La jeune femme sentit le rouge lui monter aux joues et détourna le regard face à ces sous-entendus.
— J’adore ce petit air embarrassé qui te saisit lorsque tu te sens gênée. Kit la timide, s’exclama Emma.
— Je ne suis pas timide. Je suis juste… Tu es toujours aussi audacieuse ?
— Avec toi ? Je n’ai pas encore commencé, répondit Emma d’une voix plus basse, ses prunelles capturant celles de son interlocutrice. Mais si tu veux, je peux te montrer à quel point je peux être sérieuse… et plus encore.
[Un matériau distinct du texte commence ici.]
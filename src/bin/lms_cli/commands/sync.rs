// ABOUTME: Course sync command for lms-cli
// ABOUTME: Runs the sync engine and prints one line per target; fails if no target synced
//
// SPDX-License-Identifier: MIT OR Apache-2.0
// Copyright (c) 2025 Pierre Fitness Intelligence

use lms_server::database::Database;
use lms_server::errors::{AppError, AppResult};
use lms_server::learning::{CourseSyncEngine, SyncOutcome, TargetStatus};
use lms_server::models::TenantId;
use tracing::warn;
use uuid::Uuid;

/// Sync a master course into the target sites
pub async fn run(
    database: &Database,
    primary_site: TenantId,
    course: Uuid,
    targets: &[TenantId],
) -> AppResult<()> {
    let engine = CourseSyncEngine::new(database.clone(), primary_site);
    let report = engine.sync_course(course, targets).await?;

    for target in &report.targets {
        match target.status {
            TargetStatus::Synced => println!(
                "ok     {}  course {}  ({} modules, {} lessons)",
                target.tenant_id,
                target
                    .target_course_id
                    .map_or_else(|| "-".to_owned(), |id| id.to_string()),
                target.modules,
                target.lessons
            ),
            TargetStatus::Failed => println!(
                "failed {}  {}",
                target.tenant_id,
                target.error.as_deref().unwrap_or("unknown error")
            ),
        }
    }

    match report.outcome {
        SyncOutcome::Success => Ok(()),
        SyncOutcome::Partial => {
            warn!("Some targets failed to sync");
            Ok(())
        }
        SyncOutcome::Failed => Err(AppError::internal("No target site was synced")),
    }
}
Emma s’allongea sur la couverture, les bras derrière la tête, savourant le silence qui s’installait, un sourire aux lèvres. À ses côtés, Kit attrapa une brindille qu’elle mordilla machinalement avant de s’allonger à son tour, le regard perdu dans le ciel. La brise printanière caressait doucement leur peau, tout en faisant bruisser les feuilles au dessus de leurs têtes. Tout semblait parfait presque irréel aux yeux de Kit.
Elles restèrent ainsi, se laissant bercer par le chant de la nature et la douceur de cet instant, leurs pensées vagabondes. Puis, Emma se releva et sortit un carnet de croquis de son sac à dos.
— J’ai envie de te dessiner, dit-elle avec tendresse. Tu veux bien ?
La jeune fille acquiesça d’un hochement de la tête. Le regard de l’artiste peintre, passait de son carnet à Kit, reproduisant chaque détail de son visage.
— Tu es magnifique, chuchota Emma, ses doigts traçant des lignes sur sa feuille de dessin.
Kit avait bien du mal à cacher son embarras. Les mots d’Emma la désarmaient. Ses mains jouaient nerveusement avec le coin de la couverture.
— C’est étrange de se sentir observée de cette façon.
Emma leva légèrement les yeux de son croquis, un sourire amusé flottait sur ses lèvres.
— Oh, mais j’adore t’observer.
Doucement, elle se pencha un peu plus vers Kit, jusqu’à ce que leurs lèvres ne soient plus qu’à quelques millimètres l’une de l’autre, sans entrer en contact. Ses iris bruns capturaient ceux de la jeune femme, la troublant profondément.
— Tu m’intrigues, Kit, la voix d’Emma n’était qu’un murmure. Je veux en savoir plus sur toi, la barmaid mystérieuse, elle marqua une légère pause son détourner son regard. Tu n’as pas besoin de faire semblant ou de te cacher. Je veux te vois telle que tu es.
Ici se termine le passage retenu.